| Problem to solve |
What is needed is an exact retyping of the records below, from the first line through the line that contains "pub fn dir(mut".

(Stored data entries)
-------------------------

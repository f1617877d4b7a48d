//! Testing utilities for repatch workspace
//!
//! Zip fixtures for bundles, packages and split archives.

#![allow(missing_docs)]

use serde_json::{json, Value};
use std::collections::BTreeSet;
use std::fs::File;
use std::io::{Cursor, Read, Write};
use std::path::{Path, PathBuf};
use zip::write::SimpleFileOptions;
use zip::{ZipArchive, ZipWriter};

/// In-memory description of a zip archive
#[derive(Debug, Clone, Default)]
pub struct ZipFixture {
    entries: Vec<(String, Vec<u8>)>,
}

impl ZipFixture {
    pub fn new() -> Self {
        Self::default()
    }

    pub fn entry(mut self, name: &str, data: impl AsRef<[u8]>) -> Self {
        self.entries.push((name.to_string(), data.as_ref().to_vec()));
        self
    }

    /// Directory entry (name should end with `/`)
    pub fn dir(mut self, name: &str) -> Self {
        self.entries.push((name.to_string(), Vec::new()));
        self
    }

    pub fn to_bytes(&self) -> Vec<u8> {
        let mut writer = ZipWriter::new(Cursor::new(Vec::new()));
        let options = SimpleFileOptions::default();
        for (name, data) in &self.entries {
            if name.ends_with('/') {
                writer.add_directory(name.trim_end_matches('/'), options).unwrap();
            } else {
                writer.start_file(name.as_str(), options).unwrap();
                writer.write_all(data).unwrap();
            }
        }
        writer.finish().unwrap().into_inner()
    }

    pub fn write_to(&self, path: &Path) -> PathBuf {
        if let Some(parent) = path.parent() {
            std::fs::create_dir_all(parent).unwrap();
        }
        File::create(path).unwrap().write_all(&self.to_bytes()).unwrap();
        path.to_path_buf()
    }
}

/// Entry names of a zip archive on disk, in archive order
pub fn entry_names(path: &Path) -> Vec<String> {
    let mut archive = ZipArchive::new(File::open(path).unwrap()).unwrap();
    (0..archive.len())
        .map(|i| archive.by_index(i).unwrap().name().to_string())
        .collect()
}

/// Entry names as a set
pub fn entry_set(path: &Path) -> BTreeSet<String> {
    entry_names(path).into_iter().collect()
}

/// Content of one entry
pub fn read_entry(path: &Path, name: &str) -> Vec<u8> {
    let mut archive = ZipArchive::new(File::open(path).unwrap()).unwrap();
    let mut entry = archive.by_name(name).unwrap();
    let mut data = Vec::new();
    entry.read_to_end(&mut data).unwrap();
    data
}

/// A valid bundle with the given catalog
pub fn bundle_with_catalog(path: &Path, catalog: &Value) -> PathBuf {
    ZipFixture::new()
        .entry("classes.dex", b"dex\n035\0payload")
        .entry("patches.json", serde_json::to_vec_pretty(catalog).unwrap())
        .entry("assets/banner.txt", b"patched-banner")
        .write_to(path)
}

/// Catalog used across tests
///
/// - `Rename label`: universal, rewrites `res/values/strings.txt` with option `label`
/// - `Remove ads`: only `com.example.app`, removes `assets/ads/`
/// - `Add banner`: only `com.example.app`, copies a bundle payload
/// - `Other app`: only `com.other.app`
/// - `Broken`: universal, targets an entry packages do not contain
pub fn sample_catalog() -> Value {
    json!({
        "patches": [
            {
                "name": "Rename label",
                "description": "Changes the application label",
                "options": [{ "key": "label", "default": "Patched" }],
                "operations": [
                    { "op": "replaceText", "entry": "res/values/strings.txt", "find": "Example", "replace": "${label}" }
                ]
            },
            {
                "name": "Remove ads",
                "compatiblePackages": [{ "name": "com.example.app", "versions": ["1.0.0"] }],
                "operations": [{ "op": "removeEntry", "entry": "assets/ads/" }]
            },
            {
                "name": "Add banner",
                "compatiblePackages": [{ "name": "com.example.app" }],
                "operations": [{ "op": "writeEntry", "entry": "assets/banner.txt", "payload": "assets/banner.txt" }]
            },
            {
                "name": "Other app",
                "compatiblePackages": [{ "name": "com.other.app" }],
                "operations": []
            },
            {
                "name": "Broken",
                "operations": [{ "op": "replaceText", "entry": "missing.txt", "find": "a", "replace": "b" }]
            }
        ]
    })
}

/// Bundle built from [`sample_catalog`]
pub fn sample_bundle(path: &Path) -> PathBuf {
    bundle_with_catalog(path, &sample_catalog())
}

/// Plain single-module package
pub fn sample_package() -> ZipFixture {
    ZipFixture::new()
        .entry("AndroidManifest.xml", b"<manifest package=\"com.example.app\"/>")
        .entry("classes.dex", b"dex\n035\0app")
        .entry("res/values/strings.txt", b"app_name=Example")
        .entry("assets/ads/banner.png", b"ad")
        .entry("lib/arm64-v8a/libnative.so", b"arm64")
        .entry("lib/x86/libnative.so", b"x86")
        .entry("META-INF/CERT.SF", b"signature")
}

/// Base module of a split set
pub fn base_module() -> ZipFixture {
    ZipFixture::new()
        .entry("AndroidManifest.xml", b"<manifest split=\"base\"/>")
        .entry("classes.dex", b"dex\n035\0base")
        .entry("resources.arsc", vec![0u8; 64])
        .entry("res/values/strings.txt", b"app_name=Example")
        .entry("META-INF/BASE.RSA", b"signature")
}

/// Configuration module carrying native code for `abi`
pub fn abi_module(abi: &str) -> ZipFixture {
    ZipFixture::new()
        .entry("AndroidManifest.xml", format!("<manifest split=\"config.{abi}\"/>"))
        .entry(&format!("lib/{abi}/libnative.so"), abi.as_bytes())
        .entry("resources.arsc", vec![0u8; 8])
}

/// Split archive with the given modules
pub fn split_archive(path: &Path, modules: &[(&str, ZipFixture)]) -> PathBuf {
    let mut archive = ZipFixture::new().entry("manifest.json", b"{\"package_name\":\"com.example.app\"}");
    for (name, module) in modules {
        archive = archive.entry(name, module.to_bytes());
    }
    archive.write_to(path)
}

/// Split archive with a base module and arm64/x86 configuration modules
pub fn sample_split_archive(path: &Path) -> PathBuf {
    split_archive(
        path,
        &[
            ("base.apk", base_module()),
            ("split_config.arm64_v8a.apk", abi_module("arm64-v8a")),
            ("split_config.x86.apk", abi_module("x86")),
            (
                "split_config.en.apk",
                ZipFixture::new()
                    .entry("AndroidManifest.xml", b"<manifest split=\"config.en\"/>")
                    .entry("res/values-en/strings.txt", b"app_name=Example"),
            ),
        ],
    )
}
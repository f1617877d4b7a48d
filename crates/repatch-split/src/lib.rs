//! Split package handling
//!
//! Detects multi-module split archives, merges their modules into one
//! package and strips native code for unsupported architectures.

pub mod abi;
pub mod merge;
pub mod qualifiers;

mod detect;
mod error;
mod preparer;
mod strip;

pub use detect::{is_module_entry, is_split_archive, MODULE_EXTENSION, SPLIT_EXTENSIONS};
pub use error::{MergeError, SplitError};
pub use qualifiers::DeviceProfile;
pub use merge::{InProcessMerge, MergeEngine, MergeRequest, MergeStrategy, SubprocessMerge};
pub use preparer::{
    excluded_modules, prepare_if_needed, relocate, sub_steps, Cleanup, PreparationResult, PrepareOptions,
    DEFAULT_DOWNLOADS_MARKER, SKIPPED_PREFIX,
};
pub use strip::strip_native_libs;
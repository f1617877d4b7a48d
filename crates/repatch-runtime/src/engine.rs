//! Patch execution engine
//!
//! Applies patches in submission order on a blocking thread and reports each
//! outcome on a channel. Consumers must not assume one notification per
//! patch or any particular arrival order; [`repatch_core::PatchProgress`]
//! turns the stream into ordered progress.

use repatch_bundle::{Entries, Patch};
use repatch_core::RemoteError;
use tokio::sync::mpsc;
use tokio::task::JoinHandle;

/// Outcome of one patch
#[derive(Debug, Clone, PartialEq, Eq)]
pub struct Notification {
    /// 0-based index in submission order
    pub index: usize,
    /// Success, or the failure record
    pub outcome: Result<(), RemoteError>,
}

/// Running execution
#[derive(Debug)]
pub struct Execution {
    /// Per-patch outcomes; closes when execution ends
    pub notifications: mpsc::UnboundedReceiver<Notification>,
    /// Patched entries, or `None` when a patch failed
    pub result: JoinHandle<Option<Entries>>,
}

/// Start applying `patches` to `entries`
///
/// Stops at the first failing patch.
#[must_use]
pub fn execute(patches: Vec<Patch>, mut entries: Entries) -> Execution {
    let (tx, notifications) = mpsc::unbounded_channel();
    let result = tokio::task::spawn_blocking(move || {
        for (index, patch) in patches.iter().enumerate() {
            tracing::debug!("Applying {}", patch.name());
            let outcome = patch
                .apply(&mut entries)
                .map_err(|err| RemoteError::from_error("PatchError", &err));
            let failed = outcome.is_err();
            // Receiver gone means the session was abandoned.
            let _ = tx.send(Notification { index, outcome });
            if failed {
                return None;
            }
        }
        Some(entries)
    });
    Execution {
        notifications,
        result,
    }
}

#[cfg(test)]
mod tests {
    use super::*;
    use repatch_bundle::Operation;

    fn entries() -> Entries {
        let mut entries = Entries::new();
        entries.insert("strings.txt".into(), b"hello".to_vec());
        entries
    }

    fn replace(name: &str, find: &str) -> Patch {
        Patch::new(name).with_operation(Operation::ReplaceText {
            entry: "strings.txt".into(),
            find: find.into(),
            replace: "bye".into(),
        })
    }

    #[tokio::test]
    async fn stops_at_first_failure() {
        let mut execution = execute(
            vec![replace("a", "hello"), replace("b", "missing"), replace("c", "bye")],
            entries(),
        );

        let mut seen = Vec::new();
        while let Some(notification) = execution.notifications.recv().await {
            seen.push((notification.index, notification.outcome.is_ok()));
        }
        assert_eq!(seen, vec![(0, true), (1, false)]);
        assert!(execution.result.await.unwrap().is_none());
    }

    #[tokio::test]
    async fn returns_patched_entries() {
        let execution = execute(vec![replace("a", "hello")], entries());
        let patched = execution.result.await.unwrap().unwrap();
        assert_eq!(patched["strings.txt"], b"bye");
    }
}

-------------------------

| Written response |
repository f1617877d4b7a48d
//! Testing utilities for repatch workspace
//!
//! Zip fixtures for bundles, packages and split archives.

#![allow(missing_docs)]

use serde_json::{json, Value};
use std::collections::BTreeSet;
use std::fs::File;
use std::io::{Cursor, Read, Write};
use std::path::{Path, PathBuf};
use zip::write::SimpleFileOptions;
use zip::{ZipArchive, ZipWriter};

/// In-memory description of a zip archive
#[derive(Debug, Clone, Default)]
pub struct ZipFixture {
    entries: Vec<(String, Vec<u8>)>,
}

impl ZipFixture {
    pub fn new() -> Self {
        Self::default()
    }

    pub fn entry(mut self, name: &str, data: impl AsRef<[u8]>) -> Self {
        self.entries.push((name.to_string(), data.as_ref().to_vec()));
        self
    }

    /// Directory entry (name should end with `/`)
    pub fn dir(mut self, name: &str) -> Self {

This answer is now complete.